Bogor, (ANTARA) - Kedatangan fajar baru di ufuk timur 1 Januari 2025, ketidakstabilan global tak kunjung menunjukkan tanda-tanda akan berakhir.
Ketidakstabilan dunia, antara lain, ditandai beragam tragedi kehidupan akibat perang, konflik, pemanasan global, dan perubahan iklim, terus mendera sejumlah kawasan.
Masyarakat dunia terus menyaksikan peningkatan rivalitas geopolitik antarbangsa besar dan fragmentasi geoekonomi.
Saat kebiadaban genosida oleh zionis Israel di Gaza, Palestina, terus berlangsung tanpa jeda sejak pecah perang 7 Oktober 2023, dunia juga menyaksikan kejadian beruntun kecelakaan pesawat di pengujung 2024.
Di tengah situasi dan kondisi dunia yang tak menentu dan penuh tragedi itu, masyarakat dunia, termasuk kita di Indonesia, bersiap memasuki tahun baru Masehi tanpa pilihan, kecuali meneruskan hidup dan kehidupan.
Dalam suasana que sera, sera inilah, Indonesia dan banyak negara lain di belahan bumi mana pun dituntut untuk bersiap dan mampu menyongsong masa depan penuh dengan ketidakpastian ini.
Karena itu, langkah-langkah cerdas dan proaktif sangat penting agar Indonesia mampu merespons secara efektif beragam peluang dan tantangan yang mungkin muncul pada 2025 dan beberapa tahun mendatang.

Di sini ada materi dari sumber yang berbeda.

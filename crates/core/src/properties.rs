//! Property tests over random operation sequences.

use std::sync::Arc;

use proptest::prelude::*;
use serde_json::{json, Map, Value};

use crate::achievement::{AchievementStatus, AchievementType};
use crate::authorization::{Actor, AuthorizationGuard};
use crate::coordinator::{AchievementCoordinator, CreateAchievement, UpdateAchievement};
use crate::error::CoreError;
use crate::memory::{MemoryDirectory, MemoryDocumentStore, MemoryReferenceStore, RecordingNotifier};
use crate::roles::Role;
use crate::scoring::{base_points, rank_bonus, score};
use crate::types::DbId;
use crate::workflow::VerificationWorkflow;

const STUDENT: DbId = 100;
const STUDENT_USER: DbId = 10;
const ADVISOR: DbId = 7;
const ADVISOR_USER: DbId = 20;
const STRANGER_STUDENT: DbId = 101;
const STRANGER_STUDENT_USER: DbId = 11;
const STRANGER_ADVISOR: DbId = 8;
const STRANGER_ADVISOR_USER: DbId = 21;
const ADMIN_USER: DbId = 1;

struct World {
    documents: Arc<MemoryDocumentStore>,
    references: Arc<MemoryReferenceStore>,
    coordinator: AchievementCoordinator,
    workflow: VerificationWorkflow,
}

fn world() -> World {
    let documents = Arc::new(MemoryDocumentStore::default());
    let references = Arc::new(MemoryReferenceStore::default());
    let directory = Arc::new(MemoryDirectory::default());
    directory.add_advisor(ADVISOR, ADVISOR_USER);
    directory.add_advisor(STRANGER_ADVISOR, STRANGER_ADVISOR_USER);
    directory.add_student(STUDENT, STUDENT_USER, Some(ADVISOR));
    directory.add_student(STRANGER_STUDENT, STRANGER_STUDENT_USER, Some(STRANGER_ADVISOR));
    let coordinator = AchievementCoordinator::new(
        documents.clone(),
        references.clone(),
        AuthorizationGuard::new(directory),
    );
    let workflow =
        VerificationWorkflow::new(coordinator.clone(), Arc::new(RecordingNotifier::default()));
    World {
        documents,
        references,
        coordinator,
        workflow,
    }
}

fn runtime() -> tokio::runtime::Runtime {
    tokio::runtime::Builder::new_current_thread()
        .enable_all()
        .build()
        .unwrap()
}

fn input(kind: AchievementType) -> CreateAchievement {
    CreateAchievement {
        achievement_type: kind.as_str().into(),
        title: "Generated".into(),
        details: json!({ "level": "regional", "rank": 2 })
            .as_object()
            .cloned()
            .unwrap(),
        ..CreateAchievement::default()
    }
}

#[derive(Debug, Clone)]
enum Op {
    Create,
    CreateFailing,
    Update(usize),
    Submit(usize),
    Verify(usize, bool),
    Reject(usize, bool),
    Delete(usize),
    DeleteSoftFailing(usize),
}

fn op() -> impl Strategy<Value = Op> {
    prop_oneof![
        3 => Just(Op::Create),
        1 => Just(Op::CreateFailing),
        1 => (0..8usize).prop_map(Op::Update),
        2 => (0..8usize).prop_map(Op::Submit),
        2 => (0..8usize, any::<bool>()).prop_map(|(i, admin)| Op::Verify(i, admin)),
        2 => (0..8usize, any::<bool>()).prop_map(|(i, blank)| Op::Reject(i, blank)),
        1 => (0..8usize).prop_map(Op::Delete),
        1 => (0..8usize).prop_map(Op::DeleteSoftFailing),
    ]
}

fn is_valid_path(path: &[AchievementStatus]) -> bool {
    use AchievementStatus::*;
    let valid: [&[AchievementStatus]; 3] = [
        &[Draft, Submitted, Verified],
        &[Draft, Submitted, Rejected],
        &[Draft, Deleted],
    ];
    valid.iter().any(|p| p.starts_with(path))
}

async fn run(world: &World, ops: Vec<Op>) {
    let student = Actor::new(STUDENT_USER, Role::Student);
    let advisor = Actor::new(ADVISOR_USER, Role::Advisor);
    let admin = Actor::new(ADMIN_USER, Role::Admin);
    let mut ids: Vec<DbId> = Vec::new();
    let pick = |ids: &[DbId], i: usize| ids.get(i % ids.len().max(1)).copied();

    for op in ops {
        match op {
            Op::Create => {
                let record = world
                    .coordinator
                    .create(&student, STUDENT, input(AchievementType::Competition))
                    .await
                    .unwrap();
                ids.push(record.reference.reference_id);
            }
            Op::CreateFailing => {
                world.references.fail_next("insert");
                let err = world
                    .coordinator
                    .create(&student, STUDENT, input(AchievementType::Other))
                    .await
                    .unwrap_err();
                assert!(matches!(err, CoreError::ReferenceCreateFailed));
            }
            Op::Update(i) => {
                if let Some(id) = pick(&ids, i) {
                    let patch = UpdateAchievement {
                        details: json!({ "level": "national" }).as_object().cloned(),
                        ..UpdateAchievement::default()
                    };
                    let _ = world.coordinator.update(&student, id, patch).await;
                }
            }
            Op::Submit(i) => {
                if let Some(id) = pick(&ids, i) {
                    let _ = world.workflow.submit(&student, id).await;
                }
            }
            Op::Verify(i, as_admin) => {
                if let Some(id) = pick(&ids, i) {
                    let actor = if as_admin { &admin } else { &advisor };
                    let _ = world.workflow.verify(actor, id).await;
                }
            }
            Op::Reject(i, blank) => {
                if let Some(id) = pick(&ids, i) {
                    let note = if blank { "" } else { "insufficient evidence" };
                    let result = world.workflow.reject(&advisor, id, note).await;
                    if blank {
                        // Tombstoned references are gone before the note is looked at.
                        assert!(matches!(
                            result,
                            Err(CoreError::InvalidArgument(_) | CoreError::NotFound { .. })
                        ));
                    }
                }
            }
            Op::Delete(i) => {
                if let Some(id) = pick(&ids, i) {
                    let _ = world.coordinator.delete(&student, id).await;
                }
            }
            Op::DeleteSoftFailing(i) => {
                if let Some(id) = pick(&ids, i) {
                    world.documents.fail_next("soft_delete");
                    let _ = world.coordinator.delete(&student, id).await;
                }
            }
        }
    }
}

proptest! {
    #![proptest_config(ProptestConfig::with_cases(64))]

    #[test]
    fn stores_stay_paired_and_paths_stay_valid(ops in prop::collection::vec(op(), 1..40)) {
        let world = world();
        runtime().block_on(run(&world, ops));

        let documents = world.documents.all();
        for reference in world.references.all() {
            let document = documents
                .iter()
                .find(|d| d.document_id == reference.document_id);
            let document = document.expect("every reference has a document");
            prop_assert_eq!(document.owner_student_id, reference.student_id);

            let path: Vec<_> = world
                .references
                .all_history()
                .into_iter()
                .filter(|e| e.reference_id == reference.reference_id)
                .map(|e| e.new_status)
                .collect();
            prop_assert!(is_valid_path(&path), "invalid path {:?}", path);
            prop_assert_eq!(path.last().copied(), Some(reference.status));

            let reviewed = matches!(
                reference.status,
                AchievementStatus::Verified | AchievementStatus::Rejected
            );
            prop_assert_eq!(reference.verified_by.is_some(), reviewed);
            prop_assert_eq!(reference.verified_at.is_some(), reviewed);
            prop_assert_eq!(
                reference.rejection_note.is_some(),
                reference.status == AchievementStatus::Rejected
            );
        }
        // Failed creates were compensated.
        prop_assert_eq!(documents.len(), world.references.all().len());
    }

    #[test]
    fn strangers_never_write(stranger_is_advisor in any::<bool>(), submit_first in any::<bool>()) {
        let world = world();
        let rt = runtime();
        let owner = Actor::new(STUDENT_USER, Role::Student);
        let stranger = if stranger_is_advisor {
            Actor::new(STRANGER_ADVISOR_USER, Role::Advisor)
        } else {
            Actor::new(STRANGER_STUDENT_USER, Role::Student)
        };

        let id = rt.block_on(async {
            let record = world
                .coordinator
                .create(&owner, STUDENT, input(AchievementType::Publication))
                .await
                .unwrap();
            let id = record.reference.reference_id;
            if submit_first {
                world.workflow.submit(&owner, id).await.unwrap();
            }
            id
        });
        let before = (world.documents.writes(), world.references.writes());

        let results = rt.block_on(async {
            vec![
                world.coordinator.update(&stranger, id, UpdateAchievement::default()).await.map(|_| ()),
                world.coordinator.delete(&stranger, id).await,
                world.workflow.submit(&stranger, id).await.map(|_| ()),
                world.workflow.verify(&stranger, id).await.map(|_| ()),
                world.workflow.reject(&stranger, id, "no").await.map(|_| ()),
                world.workflow.reject(&stranger, id, "").await.map(|_| ()),
                world.coordinator.create(&stranger, STUDENT, input(AchievementType::Other)).await.map(|_| ()),
            ]
        });
        for result in results {
            prop_assert!(matches!(result, Err(CoreError::Forbidden(_))), "{:?}", result);
        }
        prop_assert_eq!((world.documents.writes(), world.references.writes()), before);
    }

    #[test]
    fn scoring_is_deterministic(
        level in prop::sample::select(vec!["international", "national", "regional", "local", "unknown"]),
        rank in 0i32..6,
        extra in "[a-z]{1,8}",
    ) {
        let mut raw = Map::new();
        raw.insert("level".into(), Value::from(level));
        raw.insert("rank".into(), Value::from(rank));
        raw.insert(format!("x_{extra}"), Value::from(extra.clone()));

        let first = score(AchievementType::Competition, &raw);
        let second = score(AchievementType::Competition, &raw);
        prop_assert_eq!(&first, &second);

        let level_bonus = match level {
            "international" => 200,
            "national" => 100,
            "regional" => 50,
            "local" => 25,
            _ => 0,
        };
        prop_assert_eq!(
            first.points,
            base_points(AchievementType::Competition) + level_bonus + rank_bonus(rank)
        );
        let extra_key = format!("x_{extra}");
        prop_assert_eq!(&first.details.custom_fields[&extra_key], &Value::from(extra));
    }
}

Muhammad Teguh Ariffaiz Nasution, analis pertahanan dari lembaga kajian Horizon, menyampaikan lima isu penting yang menuntut langkah antisipatif pemerintah Indonesia, yakni, rivalitas Amerika Serikat dan Tiongkok yang meningkat; isu Taiwan dengan Tiongkok; sengketa Laut China Selatan, khususnya antara Tiongkok dan Filipina: perang Rusia-Ukraina; dan situasi di Timur Tengah yang terus membara.
Konflik-konflik ini diperkirakan akan terus berlanjut hingga 2025. Karena itu, menurut Teguh Nasution, Indonesia perlu mempertimbangkan dampak global dari konflik-konflik tersebut, termasuk risiko eskalasi yang lebih luas yang dapat menyebabkan gangguan lebih lanjut terhadap rantai pasokan global dan peningkatan harga energi dan komoditas pangan.